MOSCOW: Russian Foreign Minister Sergey Lavrov on Sunday said it was not acceptable for Israel to use the Hamas attack on Oct. 7 as justification for the collective punishment of the Palestinian people and called for international monitoring on the ground in Gaza.
Israeli tanks battled their way to the center of Khan Younis on Sunday in a major new push into the heart of the central city in the southern Gaza Strip.
President Vladimir Putin has repeatedly blamed the war between Israel and Hamas on the failure of years of US diplomacy in the Middle East, while aiming to position Russia as an important player with ties to all the
major actors in the region.
Prime Minister Benjamin Netanyahu on Sunday voiced Israel’s “dissatisfaction” to President Putin over Russia’s vote in favor of a UN Security Council resolution calling for a Gaza ceasefire.
“The prime minister expressed his dissatisfaction with the positions expressed against Israel by Russian representatives at the UN and in other forums” when he spoke with Putin on Sunday, Netanyahu’s office said in a statement.
“Any country that had been struck with a criminal terrorist assault such as Israel experienced would have reacted with no less force than Israel is using,” he told Putin.
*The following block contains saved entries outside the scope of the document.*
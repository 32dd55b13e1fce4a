use crate::defs::{
    BATCH_SIZE, BIND_ADDRESS, LOG_SINK_PATH, MAX_DOMAIN_VALUE, MAX_WORKER_THREADS,
    REPORT_INTERVAL_MSEC, SERVER_PORT, SHUTDOWN_GRACE_MSEC,
};
use crate::errors::{ConfigError, ScreenerError};
use crate::protocol::Record;
use crate::screener::{HashScreener, MarkerScreener, UniqueScreener};

use serde::Deserialize;
use std::fmt;
use std::path::{Path, PathBuf};
use std::str::FromStr;
use std::time::Duration;

/// Deduplication strategy used by the logger.
#[derive(Clone, Copy, Debug, Default, PartialEq, Eq, Deserialize)]
#[serde(rename_all = "lowercase")]
pub enum ScreenerKind {
    /// Fixed bitset over `[0, max_domain_value]`.
    #[default]
    Marker,
    /// Growing hash set, no upper bound.
    Hash,
}

impl FromStr for ScreenerKind {
    type Err = ConfigError;

    fn from_str(s: &str) -> Result<Self, Self::Err> {
        match s.to_lowercase().as_str() {
            "marker" => Ok(ScreenerKind::Marker),
            "hash" => Ok(ScreenerKind::Hash),
            other => Err(ConfigError::Invalid(format!(
                "unknown screener '{}', expected 'marker' or 'hash'",
                other
            ))),
        }
    }
}

impl fmt::Display for ScreenerKind {
    fn fmt(&self, f: &mut fmt::Formatter<'_>) -> fmt::Result {
        match self {
            ScreenerKind::Marker => write!(f, "marker"),
            ScreenerKind::Hash => write!(f, "hash"),
        }
    }
}

/// Runtime configuration of the number server.
///
/// Every field falls back to its [`defs`](crate::defs) default when absent
/// from the JSON file:
///
/// ```json
/// {
///   "server_port": 4000,
///   "max_worker_threads": 5,
///   "report_interval_ms": 10000,
///   "batch_size": 100000,
///   "max_domain_value": 999999999,
///   "log_sink_path": "numbers.log"
/// }
/// ```
#[derive(Clone, Debug, PartialEq, Eq, Deserialize)]
#[serde(default, deny_unknown_fields)]
pub struct ServerConfig {
    /// Port the listener binds to.
    pub server_port: u16,

    /// Interface the listener binds to.
    pub bind_address: String,

    /// Size of the connection worker pool.
    pub max_worker_threads: usize,

    /// Period between two metric reports.
    pub report_interval_ms: u64,

    /// Unique records per batch written to the sink.
    pub batch_size: usize,

    /// Inclusive upper bound of the record domain.
    pub max_domain_value: i64,

    /// Path of the unique record log.
    pub log_sink_path: PathBuf,

    /// Time granted to in-flight handlers once shutdown starts.
    pub shutdown_grace_ms: u64,

    /// Deduplication strategy.
    pub screener: ScreenerKind,
}

impl Default for ServerConfig {
    fn default() -> Self {
        Self {
            server_port: SERVER_PORT,
            bind_address: BIND_ADDRESS.to_string(),
            max_worker_threads: MAX_WORKER_THREADS,
            report_interval_ms: REPORT_INTERVAL_MSEC,
            batch_size: BATCH_SIZE,
            max_domain_value: MAX_DOMAIN_VALUE,
            log_sink_path: PathBuf::from(LOG_SINK_PATH),
            shutdown_grace_ms: SHUTDOWN_GRACE_MSEC,
            screener: ScreenerKind::default(),
        }
    }
}

impl ServerConfig {
    /// Loads a configuration from a JSON file.
    pub fn from_file<P: AsRef<Path>>(path: P) -> Result<Self, ConfigError> {
        log::info!("Loading server configuration from: {:?}", path.as_ref());
        let raw =
            std::fs::read_to_string(&path).map_err(|e| ConfigError::Io(e.to_string()))?;
        let config: ServerConfig =
            serde_json::from_str(&raw).map_err(|e| ConfigError::Parse(e.to_string()))?;
        log::debug!("Loaded configuration: {:?}", config);
        Ok(config)
    }

    /// Checks value ranges. A negative domain bound is reported by
    /// [`build_screener`](Self::build_screener) as
    /// [`ScreenerError::InvalidDomain`].
    pub fn validate(&self) -> Result<(), ConfigError> {
        if self.max_domain_value > i64::from(Record::MAX) {
            return Err(ConfigError::Invalid(format!(
                "max_domain_value {} exceeds {}",
                self.max_domain_value,
                Record::MAX
            )));
        }
        if self.max_worker_threads == 0 {
            return Err(ConfigError::Invalid(
                "max_worker_threads must be at least 1".into(),
            ));
        }
        if self.report_interval_ms == 0 {
            return Err(ConfigError::Invalid(
                "report_interval_ms must be at least 1".into(),
            ));
        }
        if self.bind_address.trim().is_empty() {
            return Err(ConfigError::Invalid("bind_address must not be empty".into()));
        }
        Ok(())
    }

    /// `bind_address:server_port`, ready for `TcpListener::bind`.
    pub fn listen_addr(&self) -> String {
        if self.bind_address.contains(':') {
            format!("[{}]:{}", self.bind_address, self.server_port)
        } else {
            format!("{}:{}", self.bind_address, self.server_port)
        }
    }

    /// Report period as a [`Duration`].
    pub fn report_interval(&self) -> Duration {
        Duration::from_millis(self.report_interval_ms)
    }

    /// Shutdown grace period as a [`Duration`].
    pub fn shutdown_grace(&self) -> Duration {
        Duration::from_millis(self.shutdown_grace_ms)
    }

    /// Builds the configured screener.
    ///
    /// # Errors
    /// [`ScreenerError::InvalidDomain`] if `max_domain_value` is negative,
    /// whatever the strategy. Both strategies reject values above it.
    pub fn build_screener(&self) -> Result<Box<dyn UniqueScreener>, ScreenerError> {
        match self.screener {
            ScreenerKind::Marker => Ok(Box::new(MarkerScreener::new(self.max_domain_value)?)),
            ScreenerKind::Hash => Ok(Box::new(HashScreener::bounded(self.max_domain_value)?)),
        }
    }
}

#[cfg(test)]
mod tests {
    use super::*;
    use std::io::Write;
    use tempfile::NamedTempFile;

    #[test]
    fn test_defaults() {
        let config = ServerConfig::default();
        assert_eq!(config.server_port, 4000);
        assert_eq!(config.max_worker_threads, 5);
        assert_eq!(config.report_interval(), Duration::from_secs(10));
        assert_eq!(config.batch_size, 100_000);
        assert_eq!(config.max_domain_value, 999_999_999);
        assert_eq!(config.log_sink_path, PathBuf::from("numbers.log"));
        assert_eq!(config.listen_addr(), "0.0.0.0:4000");
        assert!(config.validate().is_ok());
    }

    #[test]
    fn test_from_file_partial_overrides() {
        let mut file = NamedTempFile::new().unwrap();
        writeln!(
            file,
            r#"{{"server_port": 4100, "batch_size": 10, "screener": "hash"}}"#
        )
        .unwrap();

        let config = ServerConfig::from_file(file.path()).unwrap();
        assert_eq!(config.server_port, 4100);
        assert_eq!(config.batch_size, 10);
        assert_eq!(config.screener, ScreenerKind::Hash);
        assert_eq!(config.max_worker_threads, 5);
    }

    #[test]
    fn test_from_file_errors() {
        assert!(matches!(
            ServerConfig::from_file("nonexistent_config.json"),
            Err(ConfigError::Io(_))
        ));

        let mut file = NamedTempFile::new().unwrap();
        writeln!(file, r#"{{"serverPort": 1}}"#).unwrap();
        assert!(matches!(
            ServerConfig::from_file(file.path()),
            Err(ConfigError::Parse(_))
        ));
    }

    #[test]
    fn test_validate_rejects_zero_workers() {
        let config = ServerConfig {
            max_worker_threads: 0,
            ..ServerConfig::default()
        };
        assert!(matches!(config.validate(), Err(ConfigError::Invalid(_))));
    }

    #[test]
    fn test_validate_rejects_domain_above_record_range() {
        let config = ServerConfig {
            max_domain_value: i64::from(u32::MAX) + 1,
            screener: ScreenerKind::Hash,
            ..ServerConfig::default()
        };
        assert!(matches!(config.validate(), Err(ConfigError::Invalid(_))));

        let config = ServerConfig {
            max_domain_value: i64::from(u32::MAX),
            ..config
        };
        assert!(config.validate().is_ok());
    }

    #[test]
    fn test_hash_screener_honours_domain_bound() {
        let config = ServerConfig {
            max_domain_value: 1_000,
            screener: ScreenerKind::Hash,
            ..ServerConfig::default()
        };
        let mut screener = config.build_screener().unwrap();
        assert!(!screener.is_unique_and_mark(1_001));
        assert!(screener.is_unique_and_mark(1_000));
    }

    #[test]
    fn test_negative_domain_fails_for_every_screener() {
        for screener in [ScreenerKind::Marker, ScreenerKind::Hash] {
            let config = ServerConfig {
                max_domain_value: -5,
                screener,
                ..ServerConfig::default()
            };
            assert!(matches!(
                config.build_screener(),
                Err(ScreenerError::InvalidDomain(-5))
            ));
        }
    }

    #[test]
    fn test_screener_kind_parsing() {
        assert_eq!("Marker".parse::<ScreenerKind>().unwrap(), ScreenerKind::Marker);
        assert_eq!("hash".parse::<ScreenerKind>().unwrap(), ScreenerKind::Hash);
        assert!("bloom".parse::<ScreenerKind>().is_err());
        assert_eq!(ScreenerKind::Hash.to_string(), "hash");
    }

    #[test]
    fn test_ipv6_listen_addr() {
        let config = ServerConfig {
            bind_address: "::1".into(),
            server_port: 0,
            ..ServerConfig::default()
        };
        assert_eq!(config.listen_addr(), "[::1]:0");
    }
}
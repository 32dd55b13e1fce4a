//! Batching writer for unique records.
//!
//! Unique records are formatted into an in-memory buffer and only written to
//! the sink once the buffer reaches `batch_size` formatted records, keeping
//! disk I/O off the hot path. A partial batch stays in memory until the next
//! explicit [`BatchLogger::flush`].
//!
//! # Known limitation
//!
//! A record is marked as seen by the screener before it is written. If the
//! write of its batch fails, the failure is logged and the batch is dropped:
//! that record counts as unique but never reaches the sink, and a later copy
//! of it is treated as a duplicate.

use crate::errors::LoggerError;
use crate::protocol::{append_formatted, formatted_record_len, Record};
use crate::report::Report;
use crate::screener::UniqueScreener;

use std::io::Write;
use std::mem;
use std::sync::{Mutex, MutexGuard, PoisonError};

const MAX_PREALLOCATED_BYTES: usize = 16 * 1024 * 1024;

/// Buffers unique records and writes them to a sink in batches.
///
/// Every public operation runs under a single internal lock, so the logger
/// can be shared between threads and a [`Report`] is always a consistent
/// snapshot.
pub struct BatchLogger<W: Write + Send> {
    state: Mutex<LoggerState<W>>,
    threshold: usize,
}

struct LoggerState<W> {
    sink: Option<W>,
    screener: Box<dyn UniqueScreener>,
    buffer: String,
    total_uniques: u64,
    uniques_since_report: u64,
    duplicates_since_report: u64,
}

impl<W: Write + Send> BatchLogger<W> {
    /// Creates a logger writing to `sink`, screening with `screener` and
    /// flushing every `batch_size` unique records.
    ///
    /// A `batch_size` of zero writes every unique record immediately.
    pub fn new(sink: W, screener: Box<dyn UniqueScreener>, batch_size: usize) -> Self {
        let threshold = batch_size.saturating_mul(formatted_record_len());
        log::debug!(
            "BatchLogger created: batch size {} records ({} bytes)",
            batch_size,
            threshold
        );

        Self {
            state: Mutex::new(LoggerState {
                sink: Some(sink),
                screener,
                buffer: String::with_capacity(threshold.min(MAX_PREALLOCATED_BYTES)),
                total_uniques: 0,
                uniques_since_report: 0,
                duplicates_since_report: 0,
            }),
            threshold,
        }
    }

    /// Screens `value` and, if it was never seen before, appends it to the
    /// current batch. Flushes synchronously once the batch is full.
    pub fn log_number(&self, value: Record) {
        let mut state = self.lock();

        if state.screener.is_unique_and_mark(i64::from(value)) {
            append_formatted(&mut state.buffer, value);
            state.total_uniques += 1;
            state.uniques_since_report += 1;

            if state.buffer.len() >= self.threshold {
                if let Err(e) = state.write_batch() {
                    log::error!("Failed to write batch to log sink: {}", e);
                }
            }
        } else {
            state.duplicates_since_report += 1;
        }
    }

    /// Writes the pending batch to the sink and clears it.
    ///
    /// Calling this on an empty batch writes nothing. Sink errors are logged
    /// and swallowed.
    pub fn flush(&self) {
        if let Err(e) = self.try_flush() {
            log::error!("Failed to flush log sink: {}", e);
        }
    }

    /// Same as [`flush`](Self::flush) but returns the sink error to the caller.
    ///
    /// The pending batch is discarded even when the write fails.
    pub fn try_flush(&self) -> Result<(), LoggerError> {
        self.lock().write_batch()
    }

    /// Releases the sink. Later flushes fail with [`LoggerError::Closed`];
    /// calling `close` again does nothing.
    pub fn close(&self) {
        let mut state = self.lock();
        if let Some(mut sink) = state.sink.take() {
            if let Err(e) = sink.flush() {
                log::error!("Failed to flush log sink on close: {}", e);
            }
            log::info!("Log sink closed");
        } else {
            log::debug!("Log sink already closed");
        }
    }

    /// Returns `true` once [`close`](Self::close) has been called.
    pub fn is_closed(&self) -> bool {
        self.lock().sink.is_none()
    }

    /// Returns the current metrics and resets the per-period counters.
    pub fn get_report(&self) -> Report {
        let mut state = self.lock();
        let report = Report {
            duplicates: state.duplicates_since_report,
            uniques: state.uniques_since_report,
            total_uniques: state.total_uniques,
        };
        state.duplicates_since_report = 0;
        state.uniques_since_report = 0;
        report
    }

    /// Number of bytes waiting in the current batch.
    pub fn pending_bytes(&self) -> usize {
        self.lock().buffer.len()
    }

    /// Consumes the logger and hands back the sink, unless it was closed.
    pub fn into_sink(self) -> Option<W> {
        self.state
            .into_inner()
            .unwrap_or_else(PoisonError::into_inner)
            .sink
    }

    fn lock(&self) -> MutexGuard<'_, LoggerState<W>> {
        // A panic while holding the lock leaves counters valid; keep going.
        self.state.lock().unwrap_or_else(PoisonError::into_inner)
    }
}

impl<W: Write> LoggerState<W> {
    fn write_batch(&mut self) -> Result<(), LoggerError> {
        if self.buffer.is_empty() {
            return Ok(());
        }

        let batch = mem::take(&mut self.buffer);
        let Some(sink) = self.sink.as_mut() else {
            log::warn!(
                "Dropping {} bytes of records: log sink already closed",
                batch.len()
            );
            return Err(LoggerError::Closed);
        };

        log::trace!("Writing {} bytes to log sink", batch.len());
        sink.write_all(batch.as_bytes())
            .and_then(|_| sink.flush())
            .map_err(|e| LoggerError::Io(e.to_string()))
    }
}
The US vetoed Friday’s Security Council resolution calling for a ceasefire in the Gaza war.
Netanyahu’s office said on Sunday Israel helped Cyprus foil an Iranian-ordered attack against Israelis and Jews on the island, claiming that such plots were on the rise since the Gaza
war erupted.
Netanyahu’s office said in the statement on behalf of the Mossad intelligence service that Israel was “troubled” by what it saw as Iranian use of Turkish-controlled northern Cyprus “both for terrorism objectives and as an operational and transit area.”
Earlier on Sunday, a Greek Cypriot newspaper in Cyprus’s government-controlled south reported authorities had detained two Iranians for questioning over suspected planning of attacks on Israeli citizens living in Cyprus.
The two individuals were believed to be in the early stages of gathering intelligence on potential Israeli targets, the Kathimerini Cyprus newspaper said without citing sources. Those individuals had crossed from the north, it said.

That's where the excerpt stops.